● The task: Look through the listing below and report how many lines contain "enum", as a bare number.

● Given data:
....
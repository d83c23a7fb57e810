#![allow(dead_code)]

use graphscrape::{Credentials, FetchError, PageScraper, RetryPolicy, ScrapeOptions, Transport};
use serde_json::{json, Value};
use std::cell::RefCell;
use std::collections::{HashMap, VecDeque};
use std::time::Duration;

pub const BASE: &str = "http://graph.test/v1";

/// One scripted reply.
#[derive(Clone, Debug)]
pub enum Reply {
    Body(String),
    Status(u16),
    Refused,
}

/// In-memory transport: each URL answers from its own queue. The last reply of a
/// queue repeats forever, so a URL scripted with a single body can be fetched many times.
#[derive(Default)]
pub struct ScriptedTransport {
    replies: RefCell<HashMap<String, VecDeque<Reply>>>,
    calls: RefCell<Vec<String>>,
    delay: Duration,
}

impl ScriptedTransport {
    pub fn new() -> Self {
        Self::default()
    }

    /// Sleep this long before answering each request, like a slow upstream.
    pub fn delayed(mut self, delay: Duration) -> Self {
        self.delay = delay;
        self
    }

    pub fn on(self, url: &str, replies: Vec<Reply>) -> Self {
        self.replies.borrow_mut().insert(url.to_string(), replies.into());
        self
    }

    pub fn page(self, url: &str, page: Value) -> Self {
        self.on(url, vec![Reply::Body(page.to_string())])
    }

    pub fn calls(&self) -> Vec<String> {
        self.calls.borrow().clone()
    }

    pub fn calls_to(&self, url: &str) -> usize {
        self.calls.borrow().iter().filter(|c| c.as_str() == url).count()
    }
}

impl Transport for ScriptedTransport {
    fn get(&self, url: &str) -> Result<Vec<u8>, FetchError> {
        self.calls.borrow_mut().push(url.to_string());
        if !self.delay.is_zero() {
            std::thread::sleep(self.delay);
        }
        let mut replies = self.replies.borrow_mut();
        let q = replies
            .get_mut(url)
            .ok_or_else(|| FetchError::Status { status: 404, message: format!("unscripted {url}") })?;
        let reply = if q.len() > 1 { q.pop_front() } else { q.front().cloned() };
        match reply {
            Some(Reply::Body(b)) => Ok(b.into_bytes()),
            Some(Reply::Status(s)) => Err(FetchError::Status { status: s, message: "scripted".into() }),
            Some(Reply::Refused) | None => Err(FetchError::Transport("connection refused".into())),
        }
    }
}

/// Options pointing at `BASE`, with zero backoff and no spinner.
pub fn test_options() -> ScrapeOptions {
    ScrapeOptions::default()
        .with_credentials(Credentials::app("app", "secret"))
        .with_base_url(BASE)
        .with_page_size(2)
        .with_retry(RetryPolicy::fixed(Duration::ZERO))
        .with_progress(false)
}

/// A scraper with the default test options and no scripted replies. Use it to compute
/// initial URLs before scripting the real transport.
pub fn url_builder() -> PageScraper<ScriptedTransport> {
    PageScraper::with_transport(test_options(), ScriptedTransport::new())
}

pub fn post(id: &str, created: &str) -> Value {
    json!({
        "id": id,
        "message": format!("message of {id}"),
        "type": "status",
        "from": {"id": "page1", "name": "Page One"},
        "created_time": created,
        "updated_time": created,
        "likes": {"data": [], "summary": {"total_count": 10}},
        "comments": {"data": [], "summary": {"total_count": 2}},
        "shares": {"count": 1}
    })
}

pub fn reaction(user: &str, name: &str, kind: &str) -> Value {
    json!({"id": user, "name": name, "type": kind})
}

pub fn page(items: Vec<Value>, next: Option<&str>) -> Value {
    match next {
        Some(n) => json!({"data": items, "paging": {"cursors": {"before": "b", "after": "a"}, "next": n}}),
        None => json!({"data": items, "paging": {"cursors": {"before": "b", "after": "a"}}}),
    }
}

/// Parse CRLF-terminated CSV text into rows of cells (no embedded quotes needed by tests).
pub fn csv_rows(text: &str) -> Vec<Vec<String>> {
    text.split("\r\n")
        .filter(|l| !l.is_empty())
        .map(|l| l.split(',').map(|c| c.to_string()).collect())
        .collect()
}
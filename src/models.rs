//! Typed shapes for raw API items and the normalized records built from them.
//!
//! Raw shapes keep every field optional; the normalizer decides which absences are
//! defaults and which are errors.

use serde::{Deserialize, Serialize};

/// Column names for post rows, in output order.
pub const POST_COLUMNS: [&str; 12] = [
    "post_id",
    "post_message",
    "poster_id",
    "poster_name",
    "link_name",
    "post_type",
    "post_link",
    "post_published",
    "num_likes",
    "num_comments",
    "num_shares",
    "update_time",
];

#[derive(Clone, Copy, Debug, PartialEq, Eq)]
pub enum ItemKind {
    Post,
    Reaction,
}

#[derive(Debug, Default, Deserialize)]
pub struct RawPost {
    pub id: Option<String>,
    pub message: Option<String>,
    pub name: Option<String>,
    #[serde(rename = "type")]
    pub kind: Option<String>,
    pub link: Option<String>,
    pub from: Option<RawActor>,
    pub created_time: Option<String>,
    pub updated_time: Option<String>,
    pub likes: Option<RawSummarized>,
    pub comments: Option<RawSummarized>,
    pub shares: Option<RawShares>,
}

#[derive(Debug, Default, Deserialize)]
pub struct RawActor {
    pub id: Option<String>,
    pub name: Option<String>,
}

/// Edge requested with `.summary(true)`: `{ "data": [...], "summary": { "total_count": N } }`.
#[derive(Debug, Default, Deserialize)]
pub struct RawSummarized {
    pub summary: Option<RawSummary>,
}

#[derive(Debug, Default, Deserialize)]
pub struct RawSummary {
    pub total_count: Option<u64>,
}

#[derive(Debug, Default, Deserialize)]
pub struct RawShares {
    pub count: Option<u64>,
}

/// One entry of a post's `reactions` edge.
#[derive(Debug, Default, Deserialize)]
pub struct RawReaction {
    pub id: Option<String>,
    pub name: Option<String>,
    #[serde(rename = "type")]
    pub kind: Option<String>,
}

/// Flattened post row.
#[derive(Clone, Debug, PartialEq, Eq, Serialize, Deserialize)]
pub struct PostRecord {
    pub post_id: String,
    pub post_message: String,
    pub poster_id: String,
    pub poster_name: String,
    pub link_name: String,
    pub post_type: String,
    pub post_link: String,
    pub post_published: String,
    pub num_likes: u64,
    pub num_comments: u64,
    pub num_shares: u64,
    pub update_time: String,
}

impl PostRecord {
    /// Cell values in `POST_COLUMNS` order.
    pub fn cells(&self) -> [String; 12] {
        [
            self.post_id.clone(),
            self.post_message.clone(),
            self.poster_id.clone(),
            self.poster_name.clone(),
            self.link_name.clone(),
            self.post_type.clone(),
            self.post_link.clone(),
            self.post_published.clone(),
            self.num_likes.to_string(),
            self.num_comments.to_string(),
            self.num_shares.to_string(),
            self.update_time.clone(),
        ]
    }
}

#[derive(Clone, Debug, PartialEq, Eq, Serialize, Deserialize)]
pub struct ReactionRecord {
    pub user_id: String,
    pub user_name: String,
    pub reaction_type: String,
    pub post_id: String,
}

#[derive(Clone, Debug, PartialEq, Eq)]
pub enum Record {
    Post(PostRecord),
    Reaction(ReactionRecord),
}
....
● Result of this exercise: 3